To download a config.json, please direct your browser to the balena dashboard, logging in to to your user account and selecting the application you want to migrate the device to. From there you can press the 'add device' button in the top left, in the 'Add new device' dialog select 'Advanced' and 'Download configuration file only'.

In the most simple case all you need to do now, is copy the takeover executable and the config.json to a folder on the device you would like to migrate and execute

sudo ./takeover -c config.json

on the command line.

The above command will download the latest image for your platform and migrate the device to balena.

Several options are available to cover special situations:

Image Selection

The takeover command allows you to specify a balena-os version for download or an image to use for migration.

Downloading an image

By default takeover will download the latest image for the platform specified in your config.json. If you need a version different from the latest you can use the --version option to specify a version. The --version option accepts either a full image name (eg. --version 5.1.20+rev1) or parsing of ~x.y.z and ^x.y.z requirements as defined at semver (eg. --version ~5.1). Example:

sudo ./takeover -c config.json --version 5.1.20+rev1

When downloading images, certain platforms (mainly intel-nuc, Generic-x86_64, beaglebone) require unpacking the image and extracting the actual OS-image. The takeover command does this automatically but the process of unpacking temporarily requires up to 2.3GB of disk space. You can use the --work-dir option to specify a working directory that has sufficient disk space (eg. a memory stick) to unpack if your current directory does not. Otherwise you can use takeover on a computer with sufficient disk space to download the image, copy it to the target device and use the -i / --image as described below.

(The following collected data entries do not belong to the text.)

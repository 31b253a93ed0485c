//! Dietary preference handlers.
//!
//! ```text
//! POST /add/pref  {"uid":..,"preferences":["Vegan",..]}
//! ```

use actix_web::{HttpResponse, post, web};
use serde::Deserialize;
use serde_json::Value;

use crate::domain::PreferenceOutcome;
use crate::inbound::http::ApiResult;
use crate::inbound::http::state::HttpState;
use crate::inbound::http::validation::{
    FieldName, require_field, string_array_field, uid_field,
};

const UID: FieldName = FieldName::new("uid");
const PREFERENCES: FieldName = FieldName::new("preferences");

/// Request body for `POST /add/pref`.
#[derive(Debug, Deserialize, utoipa::ToSchema)]
pub struct AddPreferencesRequest {
    /// Owning user, as integer or integer-valued string.
    #[serde(default)]
    pub uid: Option<Value>,
    /// Preference labels to append to the user's profile.
    #[serde(default)]
    pub preferences: Option<Value>,
}

/// Append dietary preference labels to a user's profile.
///
/// An empty list is a successful no-op with its own body; the client sends
/// one whenever the preferences screen is saved untouched.
#[utoipa::path(
    post,
    path = "/add/pref",
    request_body = AddPreferencesRequest,
    responses(
        (status = 200, description = "Preferences stored, or nothing to add"),
        (status = 500, description = "Missing or malformed field, or storage failure")
    ),
    tags = ["preferences"],
    operation_id = "addPreferences"
)]
#[post("/add/pref")]
pub async fn add_preferences(
    state: web::Data<HttpState>,
    payload: web::Json<AddPreferencesRequest>,
) -> ApiResult<HttpResponse> {
    let body = payload.into_inner();
    let uid = uid_field(require_field(body.uid.as_ref(), UID)?, UID)?;
    let preferences =
        string_array_field(require_field(body.preferences.as_ref(), PREFERENCES)?, PREFERENCES)?;

    let text = match state.preferences.add_preferences(uid, &preferences).await? {
        PreferenceOutcome::Added(_) => "SUCCESS ADDED Pref",
        PreferenceOutcome::NothingToAdd => "No preferences provided",
    };
    Ok(HttpResponse::Ok()
        .content_type("text/plain; charset=utf-8")
        .body(text))
}

#[cfg(test)]
mod tests {
    use super::*;
    use crate::domain::ports::{
        FixtureDietitianTokenQuery, FixtureItemRepository, FixtureUserRepository,
        MockPreferenceRepository,
    };
    use crate::domain::user::Uid;
    use crate::domain::{ItemService, PreferenceService, UserService};
    use actix_web::http::StatusCode;
    use actix_web::{App, test as actix_test};
    use mockall::predicate::eq;
    use serde_json::json;
    use std::sync::Arc;

    fn state_with_preferences(repo: MockPreferenceRepository) -> HttpState {
        HttpState::new(
            UserService::new(Arc::new(FixtureUserRepository)),
            ItemService::new(Arc::new(FixtureItemRepository)),
            PreferenceService::new(Arc::new(repo)),
            Arc::new(FixtureDietitianTokenQuery),
        )
    }

    fn test_app(
        state: HttpState,
    ) -> App<
        impl actix_web::dev::ServiceFactory<
            actix_web::dev::ServiceRequest,
            Config = (),
            Response = actix_web::dev::ServiceResponse,
            Error = actix_web::Error,
            InitError = (),
        >,
    > {
        App::new().app_data(web::Data::new(state)).service(add_preferences)
    }

    #[actix_web::test]
    async fn preferences_are_stored_and_acknowledged() {
        let mut repo = MockPreferenceRepository::new();
        repo.expect_insert()
            .with(eq(Uid::new(3)), eq("Vegan"))
            .times(1)
            .returning(|_, _| Ok(()));
        let app = actix_test::init_service(test_app(state_with_preferences(repo))).await;

        let res = actix_test::call_service(
            &app,
            actix_test::TestRequest::post()
                .uri("/add/pref")
                .set_json(json!({ "uid": 3, "preferences": ["Vegan"] }))
                .to_request(),
        )
        .await;
        assert_eq!(res.status(), StatusCode::OK);
        let body = actix_test::read_body(res).await;
        assert_eq!(body.as_ref(), b"SUCCESS ADDED Pref");
    }

    #[actix_web::test]
    async fn an_empty_list_answers_the_no_preferences_body() {
        let mut repo = MockPreferenceRepository::new();
        repo.expect_insert().times(0);
        let app = actix_test::init_service(test_app(state_with_preferences(repo))).await;

        let res = actix_test::call_service(
            &app,
            actix_test::TestRequest::post()
                .uri("/add/pref")
                .set_json(json!({ "uid": 3, "preferences": [] }))
                .to_request(),
        )
        .await;
        assert_eq!(res.status(), StatusCode::OK);
        let body = actix_test::read_body(res).await;
        assert_eq!(body.as_ref(), b"No preferences provided");
    }

    #[actix_web::test]
    async fn a_missing_uid_is_a_500() {
        let mut repo = MockPreferenceRepository::new();
        repo.expect_insert().times(0);
        let app = actix_test::init_service(test_app(state_with_preferences(repo))).await;

        let res = actix_test::call_service(
            &app,
            actix_test::TestRequest::post()
                .uri("/add/pref")
                .set_json(json!({ "preferences": ["Preference1", "Preference2"] }))
                .to_request(),
        )
        .await;
        assert_eq!(res.status(), StatusCode::INTERNAL_SERVER_ERROR);
    }
}
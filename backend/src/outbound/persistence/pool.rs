//! Async connection pool for Diesel PostgreSQL connections.
//!
//! Wraps `diesel-async` and `bb8` so the adapters check out connections
//! without blocking the runtime. Checkout respects the configured timeout and
//! failures surface as [`PoolError`] variants for the adapters to map.

use std::time::Duration;

use diesel_async::AsyncPgConnection;
use diesel_async::pooled_connection::AsyncDieselConnectionManager;
use diesel_async::pooled_connection::bb8::{Pool, PooledConnection};

/// Errors raised by pool construction and checkout.
#[derive(Debug, Clone, PartialEq, Eq, thiserror::Error)]
pub enum PoolError {
    /// Failed to check out a connection from the pool.
    #[error("failed to get connection from pool: {message}")]
    Checkout {
        /// Underlying bb8 error description.
        message: String,
    },
    /// Failed to build the connection pool.
    #[error("failed to build connection pool: {message}")]
    Build {
        /// Underlying bb8 error description.
        message: String,
    },
}

impl PoolError {
    /// Create a checkout error with the given message.
    pub fn checkout(message: impl Into<String>) -> Self {
        Self::Checkout {
            message: message.into(),
        }
    }

    /// Create a build error with the given message.
    pub fn build(message: impl Into<String>) -> Self {
        Self::Build {
            message: message.into(),
        }
    }
}

/// Configuration for the database connection pool.
#[derive(Debug, Clone)]
pub struct PoolConfig {
    database_url: String,
    max_size: u32,
    min_idle: Option<u32>,
    connection_timeout: Duration,
}

impl PoolConfig {
    /// New configuration with defaults: 10 connections, 2 idle, 30s timeout.
    pub fn new(database_url: impl Into<String>) -> Self {
        Self {
            database_url: database_url.into(),
            max_size: 10,
            min_idle: Some(2),
            connection_timeout: Duration::from_secs(30),
        }
    }

    /// Set the maximum number of connections in the pool.
    pub fn with_max_size(mut self, max_size: u32) -> Self {
        self.max_size = max_size;
        self
    }

    /// Set the minimum number of idle connections to maintain.
    pub fn with_min_idle(mut self, min_idle: Option<u32>) -> Self {
        self.min_idle = min_idle;
        self
    }

    /// Set the connection checkout timeout.
    pub fn with_connection_timeout(mut self, timeout: Duration) -> Self {
        self.connection_timeout = timeout;
        self
    }

    /// The configured database URL.
    pub fn database_url(&self) -> &str {
        &self.database_url
    }
}

/// Async connection pool for PostgreSQL via Diesel.
#[derive(Clone)]
pub struct DbPool {
    inner: Pool<AsyncPgConnection>,
}

impl DbPool {
    /// Build a pool with the given configuration.
    ///
    /// # Errors
    /// Returns [`PoolError::Build`] when the pool cannot be constructed.
    pub async fn new(config: PoolConfig) -> Result<Self, PoolError> {
        let manager = AsyncDieselConnectionManager::<AsyncPgConnection>::new(&config.database_url);

        let pool = Pool::builder()
            .max_size(config.max_size)
            .min_idle(config.min_idle)
            .connection_timeout(config.connection_timeout)
            .build(manager)
            .await
            .map_err(|err| PoolError::build(err.to_string()))?;

        Ok(Self { inner: pool })
    }

    /// Check out a connection.
    ///
    /// # Errors
    /// Returns [`PoolError::Checkout`] when no connection becomes available
    /// within the configured timeout.
    pub async fn get(&self) -> Result<PooledConnection<'_, AsyncPgConnection>, PoolError> {
        self.inner
            .get()
            .await
            .map_err(|err| PoolError::checkout(err.to_string()))
    }
}
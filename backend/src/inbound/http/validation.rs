//! Field presence and type checking for the legacy request shapes.
//!
//! Request bodies deserialise into `Option<serde_json::Value>` fields so that
//! absent and malformed values reach these helpers instead of failing inside
//! the framework extractor; the legacy contract reports both as a 500, not
//! actix's default 400. Each helper normalises one field shape and reports
//! either `MissingField` or `InvalidType` with structured details.

use chrono::NaiveDate;
use serde_json::{Value, json};

use crate::domain::Error;
use crate::domain::item::ItemId;
use crate::domain::user::Uid;

/// Newtype for request field names so call sites cannot mix them up.
#[derive(Debug, Clone, Copy, PartialEq, Eq)]
pub(crate) struct FieldName(&'static str);

impl FieldName {
    pub(crate) const fn new(name: &'static str) -> Self {
        Self(name)
    }

    fn as_str(self) -> &'static str {
        self.0
    }
}

pub(crate) fn missing_field_error(field: FieldName) -> Error {
    Error::missing_field(format!("required field '{}' is absent", field.as_str()))
        .with_details(json!({ "field": field.as_str() }))
}

fn invalid_type_error(field: FieldName, expected: &str) -> Error {
    Error::invalid_type(format!("field '{}' must be {expected}", field.as_str()))
        .with_details(json!({ "field": field.as_str(), "expected": expected }))
}

fn invalid_element_error(field: FieldName, expected: &str, index: usize) -> Error {
    Error::invalid_type(format!(
        "element {index} of '{}' must be {expected}",
        field.as_str()
    ))
    .with_details(json!({ "field": field.as_str(), "index": index, "expected": expected }))
}

/// Unwrap a field that must be present. JSON `null` counts as absent.
pub(crate) fn require_field(value: Option<&Value>, field: FieldName) -> Result<&Value, Error> {
    match value {
        None | Some(Value::Null) => Err(missing_field_error(field)),
        Some(value) => Ok(value),
    }
}

fn parse_i64(value: &Value) -> Option<i64> {
    match value {
        Value::Number(n) => n.as_i64(),
        Value::String(s) => s.trim().parse().ok(),
        _ => None,
    }
}

/// Coerce a user identifier from a JSON integer or an integer-valued string.
pub(crate) fn uid_field(value: &Value, field: FieldName) -> Result<Uid, Error> {
    parse_i64(value)
        .map(Uid::new)
        .ok_or_else(|| invalid_type_error(field, "an integer user id"))
}

/// Unwrap a required query parameter. Empty and whitespace-only values count
/// as absent, matching how the legacy server treated blank query strings.
pub(crate) fn required_param<'a>(
    value: Option<&'a str>,
    field: FieldName,
) -> Result<&'a str, Error> {
    value
        .map(str::trim)
        .filter(|s| !s.is_empty())
        .ok_or_else(|| missing_field_error(field))
}

/// Coerce a user identifier from a query parameter.
pub(crate) fn uid_param(value: Option<&str>, field: FieldName) -> Result<Uid, Error> {
    required_param(value, field)?
        .parse()
        .map(Uid::new)
        .map_err(|_| invalid_type_error(field, "an integer user id"))
}

/// Lenient user-id coercion for the delete endpoints.
///
/// A syntactically non-integer identifier matches no rows by definition, so
/// delete handlers answer with their no-rows body instead of rejecting.
pub(crate) fn lenient_uid(value: &Value) -> Option<Uid> {
    parse_i64(value).map(Uid::new)
}

/// Coerce a plain string field.
pub(crate) fn string_field(value: &Value, field: FieldName) -> Result<String, Error> {
    value
        .as_str()
        .map(str::to_owned)
        .ok_or_else(|| invalid_type_error(field, "a string"))
}

/// View a field as a raw JSON array.
///
/// Handlers use this to measure column lengths for the reconciler before any
/// element coercion runs, so an arity mismatch wins over a bad element.
pub(crate) fn raw_array_field<'a>(value: &'a Value, field: FieldName) -> Result<&'a [Value], Error> {
    value
        .as_array()
        .map(Vec::as_slice)
        .ok_or_else(|| invalid_type_error(field, "an array"))
}

/// Coerce an array of strings.
pub(crate) fn string_array_field(value: &Value, field: FieldName) -> Result<Vec<String>, Error> {
    raw_array_field(value, field)?
        .iter()
        .enumerate()
        .map(|(index, element)| {
            element
                .as_str()
                .map(str::to_owned)
                .ok_or_else(|| invalid_element_error(field, "a string", index))
        })
        .collect()
}

/// Coerce an array of `YYYY-MM-DD` date strings.
pub(crate) fn date_array_field(value: &Value, field: FieldName) -> Result<Vec<NaiveDate>, Error> {
    raw_array_field(value, field)?
        .iter()
        .enumerate()
        .map(|(index, element)| {
            element
                .as_str()
                .and_then(|s| s.parse().ok())
                .ok_or_else(|| invalid_element_error(field, "a YYYY-MM-DD date", index))
        })
        .collect()
}

/// Coerce an array of item counts.
pub(crate) fn count_array_field(value: &Value, field: FieldName) -> Result<Vec<i32>, Error> {
    raw_array_field(value, field)?
        .iter()
        .enumerate()
        .map(|(index, element)| {
            element
                .as_i64()
                .and_then(|n| i32::try_from(n).ok())
                .ok_or_else(|| invalid_element_error(field, "an integer count", index))
        })
        .collect()
}

/// Coerce an array of item identifiers.
pub(crate) fn id_array_field(value: &Value, field: FieldName) -> Result<Vec<ItemId>, Error> {
    raw_array_field(value, field)?
        .iter()
        .enumerate()
        .map(|(index, element)| {
            element
                .as_i64()
                .map(ItemId::new)
                .ok_or_else(|| invalid_element_error(field, "an integer item id", index))
        })
        .collect()
}

fn upc_from_value(value: &Value) -> Option<String> {
    match value {
        Value::String(s) => Some(s.clone()),
        // Scanners and the manual sentinel both arrive as bare numbers.
        Value::Number(n) => Some(n.to_string()),
        _ => None,
    }
}

/// Coerce a single UPC, accepting a string or a bare number.
pub(crate) fn upc_field(value: &Value, field: FieldName) -> Result<String, Error> {
    upc_from_value(value).ok_or_else(|| invalid_type_error(field, "a string or number"))
}

/// Coerce an array of UPCs, accepting string or number elements.
pub(crate) fn upc_array_field(value: &Value, field: FieldName) -> Result<Vec<String>, Error> {
    raw_array_field(value, field)?
        .iter()
        .enumerate()
        .map(|(index, element)| {
            upc_from_value(element)
                .ok_or_else(|| invalid_element_error(field, "a string or number", index))
        })
        .collect()
}

#[cfg(test)]
mod tests {
    use super::*;
    use crate::domain::ErrorCode;
    use rstest::rstest;

    const UID: FieldName = FieldName::new("uid");

    #[rstest]
    #[case(None)]
    #[case(Some(Value::Null))]
    fn absent_and_null_fields_are_missing(#[case] value: Option<Value>) {
        let err = require_field(value.as_ref(), UID).expect_err("field is absent");
        assert_eq!(err.code(), ErrorCode::MissingField);
    }

    #[rstest]
    #[case(json!(7), 7)]
    #[case(json!("7"), 7)]
    #[case(json!(" 42 "), 42)]
    fn uid_accepts_integers_and_integer_strings(#[case] value: Value, #[case] expected: i64) {
        assert_eq!(uid_field(&value, UID).expect("coerces"), Uid::new(expected));
    }

    #[rstest]
    #[case(json!("invalid"))]
    #[case(json!(1.5))]
    #[case(json!([7]))]
    fn uid_rejects_non_integer_shapes(#[case] value: Value) {
        let err = uid_field(&value, UID).expect_err("shape rejected");
        assert_eq!(err.code(), ErrorCode::InvalidType);
    }

    #[rstest]
    #[case(None)]
    #[case(Some(""))]
    #[case(Some("   "))]
    fn blank_query_params_count_as_missing(#[case] value: Option<&str>) {
        let err = required_param(value, UID).expect_err("param is absent");
        assert_eq!(err.code(), ErrorCode::MissingField);
    }

    #[rstest]
    fn uid_param_parses_and_rejects() {
        assert_eq!(uid_param(Some("12"), UID).expect("parses"), Uid::new(12));
        let err = uid_param(Some("invalid"), UID).expect_err("rejected");
        assert_eq!(err.code(), ErrorCode::InvalidType);
    }

    #[rstest]
    fn lenient_uid_turns_garbage_into_none() {
        assert_eq!(lenient_uid(&json!("invalid")), None);
        assert_eq!(lenient_uid(&json!(9)), Some(Uid::new(9)));
    }

    #[rstest]
    fn string_array_reports_the_offending_index() {
        let err = string_array_field(&json!(["ok", 3]), FieldName::new("upcs"))
            .expect_err("non-string element");
        assert_eq!(err.code(), ErrorCode::InvalidType);
        let details = err.details().expect("details attached");
        assert_eq!(details.get("index").and_then(Value::as_u64), Some(1));
    }

    #[rstest]
    fn date_array_parses_iso_dates() {
        let dates = date_array_field(&json!(["2023-12-31", "2024-01-15"]), FieldName::new("dates"))
            .expect("dates parse");
        assert_eq!(dates.len(), 2);
        assert_eq!(dates[0].to_string(), "2023-12-31");
    }

    #[rstest]
    #[case(json!(["2023-13-01"]))]
    #[case(json!(["tomorrow"]))]
    #[case(json!([20231231]))]
    fn date_array_rejects_malformed_elements(#[case] value: Value) {
        let err = date_array_field(&value, FieldName::new("dates")).expect_err("malformed date");
        assert_eq!(err.code(), ErrorCode::InvalidType);
    }

    #[rstest]
    fn count_array_rejects_the_legacy_invalid_literal() {
        let err = count_array_field(&json!([2, "invalid"]), FieldName::new("counts"))
            .expect_err("non-numeric count");
        assert_eq!(err.code(), ErrorCode::InvalidType);
    }

    #[rstest]
    fn upc_helpers_accept_numbers_and_strings() {
        let upcs = upc_array_field(&json!([123456, "789012"]), FieldName::new("upcs"))
            .expect("both shapes coerce");
        assert_eq!(upcs, vec!["123456".to_owned(), "789012".to_owned()]);

        let sentinel = upc_field(&json!(-1), FieldName::new("upc")).expect("number coerces");
        assert_eq!(sentinel, "-1");
    }
}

The -d / --download-only option allows you to download an image without installing it. This option also disables most checks, so that you can download an image e.g. for your RaspberryPI 3 using your X86 PC. All you need to do is use a config.json for a raspberry PI and the -d option.

Example - Download only of a balena OS image:

sudo ./takeover -d --version 2.50.1+rev1.dev -c config.json 

Specifying an existing image

You can use the -i / --image option to specify any valid balena-os image.

Warning: Please be aware that specifying an invalid image might lead to your target device being flashed with something invalid which will very likely lead to it not booting.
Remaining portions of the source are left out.